[Saved data entries]
———

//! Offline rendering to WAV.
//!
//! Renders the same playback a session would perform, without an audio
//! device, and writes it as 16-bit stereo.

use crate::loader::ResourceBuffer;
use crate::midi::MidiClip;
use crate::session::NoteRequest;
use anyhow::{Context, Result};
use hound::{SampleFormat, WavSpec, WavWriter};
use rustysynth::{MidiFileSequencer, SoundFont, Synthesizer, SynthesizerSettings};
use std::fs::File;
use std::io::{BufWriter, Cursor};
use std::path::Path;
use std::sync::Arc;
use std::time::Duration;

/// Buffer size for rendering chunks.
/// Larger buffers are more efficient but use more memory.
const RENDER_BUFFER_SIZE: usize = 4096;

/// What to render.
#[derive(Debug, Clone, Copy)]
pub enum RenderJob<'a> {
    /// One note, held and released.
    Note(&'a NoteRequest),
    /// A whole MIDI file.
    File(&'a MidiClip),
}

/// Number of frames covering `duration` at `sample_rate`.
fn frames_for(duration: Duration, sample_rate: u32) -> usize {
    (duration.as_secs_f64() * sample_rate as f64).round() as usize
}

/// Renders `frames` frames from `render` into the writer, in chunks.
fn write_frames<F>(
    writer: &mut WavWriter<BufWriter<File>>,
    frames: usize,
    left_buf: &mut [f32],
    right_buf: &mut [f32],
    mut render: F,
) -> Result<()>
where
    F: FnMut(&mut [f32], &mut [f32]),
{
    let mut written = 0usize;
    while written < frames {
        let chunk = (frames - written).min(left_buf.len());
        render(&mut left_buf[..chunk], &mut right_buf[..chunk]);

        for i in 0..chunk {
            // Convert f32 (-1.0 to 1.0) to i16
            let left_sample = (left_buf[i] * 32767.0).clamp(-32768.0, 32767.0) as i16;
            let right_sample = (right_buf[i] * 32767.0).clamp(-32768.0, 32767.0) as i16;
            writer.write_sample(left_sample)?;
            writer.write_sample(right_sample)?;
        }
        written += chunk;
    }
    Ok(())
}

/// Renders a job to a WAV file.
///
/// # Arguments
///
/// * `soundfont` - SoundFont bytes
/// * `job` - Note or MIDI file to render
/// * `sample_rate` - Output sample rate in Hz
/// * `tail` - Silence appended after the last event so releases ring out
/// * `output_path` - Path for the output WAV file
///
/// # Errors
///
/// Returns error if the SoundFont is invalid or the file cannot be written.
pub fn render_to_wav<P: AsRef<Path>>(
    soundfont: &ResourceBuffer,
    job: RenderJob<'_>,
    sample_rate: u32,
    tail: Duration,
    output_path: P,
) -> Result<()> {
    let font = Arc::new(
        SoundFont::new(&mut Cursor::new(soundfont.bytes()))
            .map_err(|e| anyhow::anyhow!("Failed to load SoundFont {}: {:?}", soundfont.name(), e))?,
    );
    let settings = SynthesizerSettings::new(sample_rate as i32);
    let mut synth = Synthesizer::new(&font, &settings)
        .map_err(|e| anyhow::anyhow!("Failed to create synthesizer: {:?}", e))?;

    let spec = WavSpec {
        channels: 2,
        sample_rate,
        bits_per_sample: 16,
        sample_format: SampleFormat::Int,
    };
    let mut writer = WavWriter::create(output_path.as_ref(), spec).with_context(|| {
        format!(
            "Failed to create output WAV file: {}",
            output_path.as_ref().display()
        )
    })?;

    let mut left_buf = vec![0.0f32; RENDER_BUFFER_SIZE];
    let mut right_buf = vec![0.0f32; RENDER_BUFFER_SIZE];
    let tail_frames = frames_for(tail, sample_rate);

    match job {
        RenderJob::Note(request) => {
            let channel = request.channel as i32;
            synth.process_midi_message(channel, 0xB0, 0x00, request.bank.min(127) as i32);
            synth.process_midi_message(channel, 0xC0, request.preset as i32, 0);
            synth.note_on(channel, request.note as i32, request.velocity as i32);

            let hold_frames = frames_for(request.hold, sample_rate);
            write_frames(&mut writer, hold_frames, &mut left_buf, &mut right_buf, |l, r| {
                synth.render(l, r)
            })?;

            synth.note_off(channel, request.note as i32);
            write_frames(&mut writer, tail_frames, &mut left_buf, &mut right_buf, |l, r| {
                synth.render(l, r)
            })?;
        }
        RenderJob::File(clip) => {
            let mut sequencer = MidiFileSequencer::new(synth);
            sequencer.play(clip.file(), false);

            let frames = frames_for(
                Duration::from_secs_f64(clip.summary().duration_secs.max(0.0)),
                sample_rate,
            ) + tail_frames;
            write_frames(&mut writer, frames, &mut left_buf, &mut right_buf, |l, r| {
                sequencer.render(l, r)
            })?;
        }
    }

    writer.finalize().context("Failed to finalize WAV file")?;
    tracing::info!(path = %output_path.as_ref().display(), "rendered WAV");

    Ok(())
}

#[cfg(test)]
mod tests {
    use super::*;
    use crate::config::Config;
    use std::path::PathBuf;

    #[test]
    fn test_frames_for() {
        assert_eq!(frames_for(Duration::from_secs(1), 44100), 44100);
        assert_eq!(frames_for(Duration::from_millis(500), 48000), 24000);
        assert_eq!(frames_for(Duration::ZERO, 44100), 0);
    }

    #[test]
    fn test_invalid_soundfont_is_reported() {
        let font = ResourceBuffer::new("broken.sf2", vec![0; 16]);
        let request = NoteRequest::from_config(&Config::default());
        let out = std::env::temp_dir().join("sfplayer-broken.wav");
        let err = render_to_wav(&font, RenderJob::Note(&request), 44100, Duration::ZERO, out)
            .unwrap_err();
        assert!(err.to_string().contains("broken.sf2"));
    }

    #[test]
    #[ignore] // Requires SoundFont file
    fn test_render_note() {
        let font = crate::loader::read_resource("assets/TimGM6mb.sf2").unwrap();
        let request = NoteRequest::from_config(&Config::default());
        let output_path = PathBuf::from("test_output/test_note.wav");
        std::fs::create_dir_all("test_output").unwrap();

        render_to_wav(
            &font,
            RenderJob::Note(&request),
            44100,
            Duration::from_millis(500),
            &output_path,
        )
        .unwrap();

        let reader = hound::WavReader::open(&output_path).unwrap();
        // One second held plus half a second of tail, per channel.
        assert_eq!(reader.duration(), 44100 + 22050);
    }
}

———

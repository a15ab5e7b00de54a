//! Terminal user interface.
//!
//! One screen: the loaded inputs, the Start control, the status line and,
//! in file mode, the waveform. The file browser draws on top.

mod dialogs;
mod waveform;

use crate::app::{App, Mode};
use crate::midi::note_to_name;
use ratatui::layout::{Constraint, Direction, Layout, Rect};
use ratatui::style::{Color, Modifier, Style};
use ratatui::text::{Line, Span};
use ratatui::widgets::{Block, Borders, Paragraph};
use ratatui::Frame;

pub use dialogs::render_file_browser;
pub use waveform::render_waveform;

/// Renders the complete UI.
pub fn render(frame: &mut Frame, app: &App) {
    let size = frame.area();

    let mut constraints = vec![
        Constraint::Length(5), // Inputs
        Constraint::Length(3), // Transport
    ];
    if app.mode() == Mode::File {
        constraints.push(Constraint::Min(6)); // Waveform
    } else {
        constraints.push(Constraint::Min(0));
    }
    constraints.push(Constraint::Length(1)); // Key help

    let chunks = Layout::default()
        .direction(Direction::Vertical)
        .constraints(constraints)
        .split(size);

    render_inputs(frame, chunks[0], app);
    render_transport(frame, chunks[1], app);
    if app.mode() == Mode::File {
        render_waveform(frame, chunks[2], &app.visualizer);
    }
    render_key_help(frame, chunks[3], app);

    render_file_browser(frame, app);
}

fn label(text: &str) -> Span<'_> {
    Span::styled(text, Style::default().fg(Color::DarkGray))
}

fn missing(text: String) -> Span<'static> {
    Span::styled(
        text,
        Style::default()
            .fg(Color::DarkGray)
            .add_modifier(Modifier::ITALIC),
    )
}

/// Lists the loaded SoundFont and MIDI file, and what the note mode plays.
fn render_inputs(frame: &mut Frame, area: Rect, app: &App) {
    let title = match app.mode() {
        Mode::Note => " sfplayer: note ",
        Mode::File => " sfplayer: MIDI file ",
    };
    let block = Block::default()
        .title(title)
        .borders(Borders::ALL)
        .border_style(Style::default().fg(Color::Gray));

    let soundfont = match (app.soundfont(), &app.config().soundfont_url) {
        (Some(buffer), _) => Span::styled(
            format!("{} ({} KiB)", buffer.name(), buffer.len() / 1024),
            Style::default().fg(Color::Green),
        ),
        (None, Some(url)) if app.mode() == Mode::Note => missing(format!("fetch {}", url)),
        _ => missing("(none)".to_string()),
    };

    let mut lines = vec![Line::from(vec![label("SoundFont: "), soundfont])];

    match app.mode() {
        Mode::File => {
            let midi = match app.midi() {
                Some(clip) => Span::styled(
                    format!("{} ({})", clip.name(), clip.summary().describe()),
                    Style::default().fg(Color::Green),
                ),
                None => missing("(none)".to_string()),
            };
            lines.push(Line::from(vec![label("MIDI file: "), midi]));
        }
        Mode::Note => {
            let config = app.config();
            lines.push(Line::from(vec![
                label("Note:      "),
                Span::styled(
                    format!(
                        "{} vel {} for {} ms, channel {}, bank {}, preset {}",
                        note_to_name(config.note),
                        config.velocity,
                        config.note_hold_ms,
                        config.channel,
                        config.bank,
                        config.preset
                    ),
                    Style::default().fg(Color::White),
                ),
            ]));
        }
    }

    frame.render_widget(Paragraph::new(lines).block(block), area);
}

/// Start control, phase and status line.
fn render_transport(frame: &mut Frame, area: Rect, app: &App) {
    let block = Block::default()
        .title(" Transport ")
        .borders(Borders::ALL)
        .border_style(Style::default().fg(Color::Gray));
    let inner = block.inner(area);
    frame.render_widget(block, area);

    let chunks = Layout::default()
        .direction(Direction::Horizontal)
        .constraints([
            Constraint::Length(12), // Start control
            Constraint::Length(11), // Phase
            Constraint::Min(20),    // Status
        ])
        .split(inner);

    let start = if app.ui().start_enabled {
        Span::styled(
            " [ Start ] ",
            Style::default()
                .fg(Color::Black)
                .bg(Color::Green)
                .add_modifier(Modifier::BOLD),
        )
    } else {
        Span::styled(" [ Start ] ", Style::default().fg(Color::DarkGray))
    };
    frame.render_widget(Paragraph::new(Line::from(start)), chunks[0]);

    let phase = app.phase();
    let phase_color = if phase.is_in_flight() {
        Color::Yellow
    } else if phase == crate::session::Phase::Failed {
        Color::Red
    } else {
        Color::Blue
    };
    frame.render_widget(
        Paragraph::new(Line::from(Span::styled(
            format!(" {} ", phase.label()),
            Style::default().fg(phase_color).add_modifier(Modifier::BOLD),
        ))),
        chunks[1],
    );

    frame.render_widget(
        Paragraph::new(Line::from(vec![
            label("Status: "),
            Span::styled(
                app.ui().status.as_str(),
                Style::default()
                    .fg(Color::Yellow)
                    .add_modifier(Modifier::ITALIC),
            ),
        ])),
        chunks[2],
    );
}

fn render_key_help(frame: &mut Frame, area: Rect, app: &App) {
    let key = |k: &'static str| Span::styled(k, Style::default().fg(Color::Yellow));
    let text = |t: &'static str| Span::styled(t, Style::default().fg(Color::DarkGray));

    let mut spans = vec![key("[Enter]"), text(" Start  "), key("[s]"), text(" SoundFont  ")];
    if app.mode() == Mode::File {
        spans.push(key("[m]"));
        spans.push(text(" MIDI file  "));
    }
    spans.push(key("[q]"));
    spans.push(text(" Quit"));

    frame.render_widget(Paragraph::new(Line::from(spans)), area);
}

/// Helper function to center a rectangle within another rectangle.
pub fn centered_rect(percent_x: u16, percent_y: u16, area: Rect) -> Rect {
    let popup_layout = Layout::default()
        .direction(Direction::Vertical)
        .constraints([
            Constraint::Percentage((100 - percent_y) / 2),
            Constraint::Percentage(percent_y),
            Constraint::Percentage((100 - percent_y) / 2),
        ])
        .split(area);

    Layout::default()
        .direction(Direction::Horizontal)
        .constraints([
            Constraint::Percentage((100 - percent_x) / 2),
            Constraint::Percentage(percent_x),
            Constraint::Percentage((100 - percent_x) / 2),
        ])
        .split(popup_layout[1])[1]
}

———

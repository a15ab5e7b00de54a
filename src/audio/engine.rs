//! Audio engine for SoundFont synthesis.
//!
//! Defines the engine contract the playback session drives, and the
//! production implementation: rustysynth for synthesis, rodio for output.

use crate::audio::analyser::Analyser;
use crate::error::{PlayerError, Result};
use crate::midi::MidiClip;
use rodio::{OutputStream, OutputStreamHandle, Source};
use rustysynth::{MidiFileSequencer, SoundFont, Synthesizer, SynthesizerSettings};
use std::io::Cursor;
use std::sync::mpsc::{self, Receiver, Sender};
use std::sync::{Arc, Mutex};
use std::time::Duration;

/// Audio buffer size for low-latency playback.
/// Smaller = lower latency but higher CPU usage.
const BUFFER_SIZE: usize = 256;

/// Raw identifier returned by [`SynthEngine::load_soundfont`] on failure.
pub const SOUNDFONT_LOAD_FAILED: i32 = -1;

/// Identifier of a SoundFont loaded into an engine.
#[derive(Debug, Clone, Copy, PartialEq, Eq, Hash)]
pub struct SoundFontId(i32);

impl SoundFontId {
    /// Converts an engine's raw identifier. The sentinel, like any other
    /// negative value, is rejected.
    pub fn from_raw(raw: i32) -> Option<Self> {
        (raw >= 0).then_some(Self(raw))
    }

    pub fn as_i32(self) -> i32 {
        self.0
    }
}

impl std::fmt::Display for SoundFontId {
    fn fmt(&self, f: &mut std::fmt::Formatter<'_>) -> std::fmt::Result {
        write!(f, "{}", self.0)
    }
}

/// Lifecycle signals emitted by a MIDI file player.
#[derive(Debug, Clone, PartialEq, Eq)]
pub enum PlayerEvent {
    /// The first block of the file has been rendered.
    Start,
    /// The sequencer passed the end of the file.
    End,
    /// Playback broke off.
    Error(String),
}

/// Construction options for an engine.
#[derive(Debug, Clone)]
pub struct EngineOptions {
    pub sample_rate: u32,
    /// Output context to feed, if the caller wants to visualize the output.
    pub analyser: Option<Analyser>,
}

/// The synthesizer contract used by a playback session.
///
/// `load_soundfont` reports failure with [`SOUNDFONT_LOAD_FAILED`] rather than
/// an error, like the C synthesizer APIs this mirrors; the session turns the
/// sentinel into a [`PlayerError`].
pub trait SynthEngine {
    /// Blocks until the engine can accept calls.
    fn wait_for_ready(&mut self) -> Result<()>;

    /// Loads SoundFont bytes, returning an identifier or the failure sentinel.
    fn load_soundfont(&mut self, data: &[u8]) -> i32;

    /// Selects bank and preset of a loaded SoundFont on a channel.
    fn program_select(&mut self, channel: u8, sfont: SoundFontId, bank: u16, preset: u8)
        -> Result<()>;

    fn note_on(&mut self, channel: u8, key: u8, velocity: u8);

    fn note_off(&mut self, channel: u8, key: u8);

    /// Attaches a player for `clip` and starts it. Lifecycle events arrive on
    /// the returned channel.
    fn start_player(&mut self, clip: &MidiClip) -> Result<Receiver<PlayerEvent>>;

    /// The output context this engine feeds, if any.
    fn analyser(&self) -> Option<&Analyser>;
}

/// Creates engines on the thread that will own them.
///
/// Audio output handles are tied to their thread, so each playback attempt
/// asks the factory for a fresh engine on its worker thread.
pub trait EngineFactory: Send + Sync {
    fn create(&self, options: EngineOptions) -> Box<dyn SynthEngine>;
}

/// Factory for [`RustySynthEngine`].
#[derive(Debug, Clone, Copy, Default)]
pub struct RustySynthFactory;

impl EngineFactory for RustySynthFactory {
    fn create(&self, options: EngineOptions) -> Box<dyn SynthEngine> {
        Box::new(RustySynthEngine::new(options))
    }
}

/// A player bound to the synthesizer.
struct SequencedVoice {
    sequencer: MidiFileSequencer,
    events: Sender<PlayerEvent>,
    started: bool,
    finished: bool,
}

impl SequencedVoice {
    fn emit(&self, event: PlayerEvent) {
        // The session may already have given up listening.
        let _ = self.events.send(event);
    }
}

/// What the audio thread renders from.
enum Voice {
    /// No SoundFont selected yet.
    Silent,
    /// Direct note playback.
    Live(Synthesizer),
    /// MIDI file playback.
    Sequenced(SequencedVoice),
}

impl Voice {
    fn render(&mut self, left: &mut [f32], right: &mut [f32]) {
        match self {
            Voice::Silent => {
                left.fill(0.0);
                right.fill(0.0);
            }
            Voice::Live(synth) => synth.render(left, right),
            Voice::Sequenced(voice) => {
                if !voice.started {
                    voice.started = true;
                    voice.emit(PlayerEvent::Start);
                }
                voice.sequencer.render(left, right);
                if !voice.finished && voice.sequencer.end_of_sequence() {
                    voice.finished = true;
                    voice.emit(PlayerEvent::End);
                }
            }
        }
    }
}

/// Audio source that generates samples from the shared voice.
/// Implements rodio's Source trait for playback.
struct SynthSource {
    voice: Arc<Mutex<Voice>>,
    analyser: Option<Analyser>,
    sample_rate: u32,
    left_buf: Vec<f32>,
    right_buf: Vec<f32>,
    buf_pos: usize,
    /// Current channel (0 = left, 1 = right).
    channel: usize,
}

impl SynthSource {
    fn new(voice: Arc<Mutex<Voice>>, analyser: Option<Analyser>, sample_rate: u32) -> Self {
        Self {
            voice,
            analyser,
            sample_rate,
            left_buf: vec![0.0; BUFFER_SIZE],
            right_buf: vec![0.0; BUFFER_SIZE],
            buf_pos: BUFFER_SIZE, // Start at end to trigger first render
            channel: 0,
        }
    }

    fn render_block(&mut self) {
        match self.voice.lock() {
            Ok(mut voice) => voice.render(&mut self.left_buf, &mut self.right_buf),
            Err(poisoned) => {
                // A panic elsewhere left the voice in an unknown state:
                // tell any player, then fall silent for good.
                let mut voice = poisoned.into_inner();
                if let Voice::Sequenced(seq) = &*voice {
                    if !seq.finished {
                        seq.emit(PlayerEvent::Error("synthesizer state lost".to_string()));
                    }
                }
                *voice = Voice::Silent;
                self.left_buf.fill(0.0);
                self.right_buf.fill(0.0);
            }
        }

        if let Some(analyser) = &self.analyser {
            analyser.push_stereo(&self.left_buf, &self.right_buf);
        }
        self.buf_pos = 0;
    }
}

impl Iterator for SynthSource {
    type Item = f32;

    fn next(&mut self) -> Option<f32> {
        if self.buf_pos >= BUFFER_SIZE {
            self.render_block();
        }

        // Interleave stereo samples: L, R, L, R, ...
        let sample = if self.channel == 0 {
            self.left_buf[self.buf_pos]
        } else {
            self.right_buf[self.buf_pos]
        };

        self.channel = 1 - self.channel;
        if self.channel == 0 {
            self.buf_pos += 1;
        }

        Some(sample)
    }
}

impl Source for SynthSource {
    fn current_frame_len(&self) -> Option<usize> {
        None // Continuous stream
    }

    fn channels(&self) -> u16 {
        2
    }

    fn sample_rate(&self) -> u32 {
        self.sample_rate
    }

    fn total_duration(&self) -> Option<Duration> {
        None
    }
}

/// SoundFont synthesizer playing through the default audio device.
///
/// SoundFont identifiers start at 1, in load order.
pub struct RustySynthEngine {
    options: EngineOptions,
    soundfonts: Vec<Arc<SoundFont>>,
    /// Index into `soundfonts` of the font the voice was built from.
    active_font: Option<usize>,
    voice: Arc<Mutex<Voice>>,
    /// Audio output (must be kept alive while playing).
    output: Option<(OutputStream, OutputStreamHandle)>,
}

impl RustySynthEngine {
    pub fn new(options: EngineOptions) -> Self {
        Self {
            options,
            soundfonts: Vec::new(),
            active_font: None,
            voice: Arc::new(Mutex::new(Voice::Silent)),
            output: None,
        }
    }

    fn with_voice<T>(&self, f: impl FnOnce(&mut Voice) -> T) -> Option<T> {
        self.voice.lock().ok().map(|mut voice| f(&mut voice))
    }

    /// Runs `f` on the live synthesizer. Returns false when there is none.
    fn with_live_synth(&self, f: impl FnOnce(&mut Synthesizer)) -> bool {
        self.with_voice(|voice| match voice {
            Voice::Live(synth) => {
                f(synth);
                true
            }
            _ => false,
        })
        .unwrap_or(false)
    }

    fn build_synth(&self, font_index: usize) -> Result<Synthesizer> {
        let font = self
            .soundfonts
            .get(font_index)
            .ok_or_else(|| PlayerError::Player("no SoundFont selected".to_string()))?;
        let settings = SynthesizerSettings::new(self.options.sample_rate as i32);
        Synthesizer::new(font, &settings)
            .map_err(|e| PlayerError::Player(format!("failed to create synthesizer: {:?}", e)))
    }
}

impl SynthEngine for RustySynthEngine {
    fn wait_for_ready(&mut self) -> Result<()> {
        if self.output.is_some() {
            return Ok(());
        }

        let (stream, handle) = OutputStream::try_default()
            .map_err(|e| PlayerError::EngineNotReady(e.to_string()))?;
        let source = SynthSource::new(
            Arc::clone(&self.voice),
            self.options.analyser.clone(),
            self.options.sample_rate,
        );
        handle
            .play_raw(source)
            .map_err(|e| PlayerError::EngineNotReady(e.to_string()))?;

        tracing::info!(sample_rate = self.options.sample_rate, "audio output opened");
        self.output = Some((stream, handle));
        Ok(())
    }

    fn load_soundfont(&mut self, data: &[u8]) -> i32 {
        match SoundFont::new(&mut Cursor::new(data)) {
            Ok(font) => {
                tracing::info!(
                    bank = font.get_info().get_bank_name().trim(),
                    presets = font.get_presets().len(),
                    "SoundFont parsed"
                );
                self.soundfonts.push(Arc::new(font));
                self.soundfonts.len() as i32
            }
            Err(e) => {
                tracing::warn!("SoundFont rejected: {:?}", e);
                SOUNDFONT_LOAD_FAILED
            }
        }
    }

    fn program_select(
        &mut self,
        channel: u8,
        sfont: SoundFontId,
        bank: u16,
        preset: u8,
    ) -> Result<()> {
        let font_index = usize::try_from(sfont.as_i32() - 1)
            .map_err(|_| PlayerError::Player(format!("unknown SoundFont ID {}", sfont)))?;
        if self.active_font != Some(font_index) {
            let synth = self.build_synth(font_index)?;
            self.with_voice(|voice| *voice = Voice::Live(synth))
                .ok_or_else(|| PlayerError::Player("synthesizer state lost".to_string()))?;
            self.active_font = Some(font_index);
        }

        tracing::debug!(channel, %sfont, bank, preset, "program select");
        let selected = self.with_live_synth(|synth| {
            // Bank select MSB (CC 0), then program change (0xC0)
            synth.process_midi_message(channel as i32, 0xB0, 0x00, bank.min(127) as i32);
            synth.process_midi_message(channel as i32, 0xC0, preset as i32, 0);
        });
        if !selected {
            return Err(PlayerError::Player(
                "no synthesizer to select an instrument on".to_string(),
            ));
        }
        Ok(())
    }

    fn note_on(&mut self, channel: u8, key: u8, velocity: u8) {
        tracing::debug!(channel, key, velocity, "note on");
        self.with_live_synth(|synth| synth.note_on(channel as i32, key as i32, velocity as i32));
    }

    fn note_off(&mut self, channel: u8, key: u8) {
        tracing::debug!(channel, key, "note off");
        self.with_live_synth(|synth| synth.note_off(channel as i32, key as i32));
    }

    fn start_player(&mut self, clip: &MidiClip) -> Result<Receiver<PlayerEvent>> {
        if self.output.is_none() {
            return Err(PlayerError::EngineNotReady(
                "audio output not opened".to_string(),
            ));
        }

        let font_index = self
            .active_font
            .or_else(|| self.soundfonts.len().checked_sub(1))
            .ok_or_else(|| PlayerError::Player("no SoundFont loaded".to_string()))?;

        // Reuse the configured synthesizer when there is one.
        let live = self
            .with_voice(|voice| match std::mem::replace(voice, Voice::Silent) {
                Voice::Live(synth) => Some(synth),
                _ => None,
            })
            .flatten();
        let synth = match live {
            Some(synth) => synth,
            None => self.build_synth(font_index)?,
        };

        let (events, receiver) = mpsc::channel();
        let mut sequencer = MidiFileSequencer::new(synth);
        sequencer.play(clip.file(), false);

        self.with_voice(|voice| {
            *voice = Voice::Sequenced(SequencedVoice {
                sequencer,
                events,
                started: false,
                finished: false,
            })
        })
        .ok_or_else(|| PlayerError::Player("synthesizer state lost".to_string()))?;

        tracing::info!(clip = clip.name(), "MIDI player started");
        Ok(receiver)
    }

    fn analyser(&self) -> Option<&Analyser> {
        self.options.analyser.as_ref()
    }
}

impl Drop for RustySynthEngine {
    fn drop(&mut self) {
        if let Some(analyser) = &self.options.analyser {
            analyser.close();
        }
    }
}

———

» **What you need to do**:
Copy out each line carrying the string "tracing" from the data.

» **Answer**:
    tracing::info!(path = %output_path.as_ref().display(), "rendered WAV");
        tracing::info!(sample_rate = self.options.sample_rate, "audio output opened");
                tracing::info!(
                tracing::warn!("SoundFont rejected: {:?}", e);
        tracing::debug!(channel, %sfont, bank, preset, "program select");
        tracing::debug!(channel, key, velocity, "note on");
        tracing::debug!(channel, key, "note off");
        tracing::info!(clip = clip.name(), "MIDI player started");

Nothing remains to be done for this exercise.